Groner afirma que os resultados são promissores. "É uma maneira de tentar mexer na concepção masculina de uma forma que não tinha sido estudada."

Mesmo assim, ele chama atenção para a necessidade de mais pesquisas, principalmente em humanos. Como o estudo ainda é experimental, com testes somente em ratos, pode ser que, ao chegar aos humanos, os resultados possam ser diferentes.

Há, ainda, questões de segurança. "Outras [pesquisas] já tentaram estudar e começaram exatamente como isso começou: foi tudo bem nos ratos, mas no humano provocou uma toxicidade no fígado muito alta que não deu para utilizar, ou causou muito efeito colateral visual [...] que também não dava para utilizar", exemplificou o médico.

Um desses efeitos colaterais que podem ocorrer tem relação com o fato de a adenilil ciclase solúvel possuir outras funções no organismo, como regulação da pressão intraocular e dos sais nos rins. Ao inibir a substância para afetar a motilidade dos espermatozoides, pode acarretar problemas nessas outras regiões do corpo humano.

O próprio estudo apontou que, de forma crônica, o medicamento esteve associado ao aparecimento de glaucoma –problema nos olhos relacionado à regulação intracoular– e à formação de pedras nos rins. Como a ideia é utilizar o remédio apenas sob demanda, pode ser que condições como essas não sejam acarretadas pela droga. Ainda assim, esses são pontos que precisam ser investigados em humanos.

O fato de ser consumido sob demanda também traz um dilema. Ao mesmo tempo em que é interessante por não obrigar a ingestão diária do remédio, acaba não sendo útil em situações em que não é possível prever a concretização da relação sexual.

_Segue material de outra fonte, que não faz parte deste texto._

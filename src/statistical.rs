//! Statistical rules: multi-factor risk scoring, z-score anomaly detection
//! and OLS trend analysis over each entity's assessment totals.

use crate::conditions::{AnomalyDetection, RiskPrediction, TrendAnalysis};
use crate::config::RiskModelConfig;
use crate::evaluator::RuleMatch;
use crate::models::{AnomalyDirection, PerformanceRecord, WarningDetails};
use crate::series::{assessment_series, linear_fit, mean, std_dev, EPSILON};

const AVERAGE_WEIGHT: f64 = 0.4;
const VOLATILITY_WEIGHT: f64 = 0.3;
const TREND_WEIGHT: f64 = 0.3;

pub const MIN_RISK_POINTS: usize = 2;
pub const MIN_ANOMALY_POINTS: usize = 3;
pub const MIN_TREND_POINTS: usize = 3;

#[derive(Debug, Clone, PartialEq)]
pub struct RiskBreakdown {
    /// Composite score, always within `[0, 100]`.
    pub score: f64,
    pub average_risk: f64,
    pub volatility_risk: f64,
    pub trend_risk: f64,
    pub data_points: usize,
    pub factors: Vec<String>,
}

/// Score any series, including empty, single-point or flat ones.
pub fn risk_score(series: &[f64], config: &RiskModelConfig) -> RiskBreakdown {
    let values: Vec<f64> = series.iter().copied().filter(|v| v.is_finite()).collect();
    let average = mean(&values);
    let stdev = std_dev(&values);
    let cap = config.component_cap;

    let average_risk = config.average_risk(average);

    let volatility_risk = if average.abs() <= EPSILON {
        if stdev > EPSILON {
            cap
        } else {
            0.0
        }
    } else {
        (stdev / average.abs() * 100.0 * config.volatility_multiplier).min(cap)
    };

    let trend_risk = match linear_fit(&values) {
        Some(fit) if values.len() >= MIN_TREND_POINTS && fit.slope < 0.0 => {
            if average.abs() <= EPSILON {
                cap
            } else {
                (fit.slope.abs() / average.abs() * 100.0 * config.trend_multiplier).min(cap)
            }
        }
        _ => 0.0,
    };

    let total = AVERAGE_WEIGHT * average_risk + VOLATILITY_WEIGHT * volatility_risk + TREND_WEIGHT * trend_risk;
    let score = if total.is_finite() { total.clamp(0.0, 100.0) } else { 0.0 };

    let mut factors = Vec::new();
    if average_risk >= 60.0 {
        factors.push("low_average_score".to_string());
    }
    if volatility_risk > 40.0 {
        factors.push("high_volatility".to_string());
    }
    if trend_risk > 0.0 {
        factors.push("declining_trend".to_string());
    }

    RiskBreakdown {
        score,
        average_risk,
        volatility_risk,
        trend_risk,
        data_points: values.len(),
        factors,
    }
}

#[derive(Debug, Clone, PartialEq)]
pub struct AnomalyReading {
    pub z_score: f64,
    pub severity: f64,
    pub confidence: f64,
    pub direction: AnomalyDirection,
    pub latest: f64,
    pub mean: f64,
    pub stdev: f64,
}

/// Deviation of the latest point from the series' own distribution.
///
/// `None` below three points or when the series has no spread.
pub fn detect_anomaly(series: &[f64]) -> Option<AnomalyReading> {
    if series.len() < MIN_ANOMALY_POINTS {
        return None;
    }
    let avg = mean(series);
    let stdev = std_dev(series);
    if !stdev.is_finite() || stdev <= EPSILON {
        return None;
    }

    let latest = *series.last()?;
    let z_score = (latest - avg).abs() / stdev;
    Some(AnomalyReading {
        z_score,
        severity: (z_score / 3.0).min(1.0),
        confidence: (z_score / 4.0).min(0.95),
        direction: if latest < avg {
            AnomalyDirection::Drop
        } else {
            AnomalyDirection::Spike
        },
        latest,
        mean: avg,
        stdev,
    })
}

#[derive(Debug, Clone, PartialEq)]
pub struct TrendReading {
    pub slope: f64,
    pub intercept: f64,
    pub r_squared: f64,
    pub predicted_next: f64,
    pub data_points: usize,
}

pub fn analyze_trend(series: &[f64]) -> Option<TrendReading> {
    if series.len() < MIN_TREND_POINTS {
        return None;
    }
    let fit = linear_fit(series)?;
    let n = series.len();
    Some(TrendReading {
        slope: fit.slope,
        intercept: fit.intercept,
        r_squared: fit.r_squared,
        predicted_next: fit.predict((n + 1) as f64),
        data_points: n,
    })
}

pub fn risk_prediction(
    records: &[PerformanceRecord],
    params: &RiskPrediction,
    config: &RiskModelConfig,
) -> Vec<RuleMatch> {
    let trigger_score = params.threshold * params.sensitivity;

    collect_matches(records, |series| {
        if series.len() < MIN_RISK_POINTS {
            return None;
        }
        let breakdown = risk_score(series, config);
        (breakdown.score >= trigger_score).then(|| WarningDetails::MlRiskPrediction {
            risk_score: breakdown.score,
            trigger_score,
            average_risk: breakdown.average_risk,
            volatility_risk: breakdown.volatility_risk,
            trend_risk: breakdown.trend_risk,
            data_points: breakdown.data_points,
            factors: breakdown.factors,
        })
    })
}

pub fn anomaly_detection(records: &[PerformanceRecord], params: &AnomalyDetection) -> Vec<RuleMatch> {
    collect_matches(records, |series| {
        let reading = detect_anomaly(series)?;
        if reading.z_score < params.z_threshold || reading.severity < params.sensitivity {
            return None;
        }

        let mut factors = vec![match reading.direction {
            AnomalyDirection::Drop => "score_drop".to_string(),
            AnomalyDirection::Spike => "score_spike".to_string(),
        }];
        if reading.z_score >= 3.0 {
            factors.push("extreme_deviation".to_string());
        }

        Some(WarningDetails::MlAnomalyDetection {
            z_score: reading.z_score,
            severity: reading.severity,
            confidence: reading.confidence,
            direction: reading.direction,
            latest_score: reading.latest,
            mean: reading.mean,
            stdev: reading.stdev,
            factors,
        })
    })
}

pub fn trend_analysis(records: &[PerformanceRecord], params: &TrendAnalysis) -> Vec<RuleMatch> {
    collect_matches(records, |series| {
        let reading = analyze_trend(series)?;
        if reading.slope > params.decline_rate || reading.r_squared < params.confidence_threshold {
            return None;
        }

        let mut factors = vec!["declining_trend".to_string()];
        if reading.slope <= 2.0 * params.decline_rate {
            factors.push("steep_decline".to_string());
        }

        Some(WarningDetails::MlTrendAnalysis {
            slope: reading.slope,
            intercept: reading.intercept,
            r_squared: reading.r_squared,
            predicted_next: reading.predicted_next,
            data_points: reading.data_points,
            factors,
        })
    })
}

fn collect_matches<F>(records: &[PerformanceRecord], mut evaluate: F) -> Vec<RuleMatch>
where
    F: FnMut(&[f64]) -> Option<WarningDetails>,
{
    let mut matches: Vec<RuleMatch> = assessment_series(records)
        .into_iter()
        .filter_map(|(entity_id, points)| {
            let totals: Vec<f64> = points.iter().map(|p| p.total).collect();
            evaluate(&totals).map(|details| RuleMatch { entity_id, details })
        })
        .collect();
    matches.sort_by(|a, b| a.entity_id.cmp(&b.entity_id));
    matches
}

A prevenção à gravidez com camisinha, por outro lado, não traz esse tipo de problema, uma vez que é usada somente no momento exato do sexo. Além disso, o preservativo é útil para prevenir ISTs (infecções sexualmente transmissíveis), algo que não é proporcionado pelo remédio, que apenas barra a capacidade de locomoção dos espermatozoides.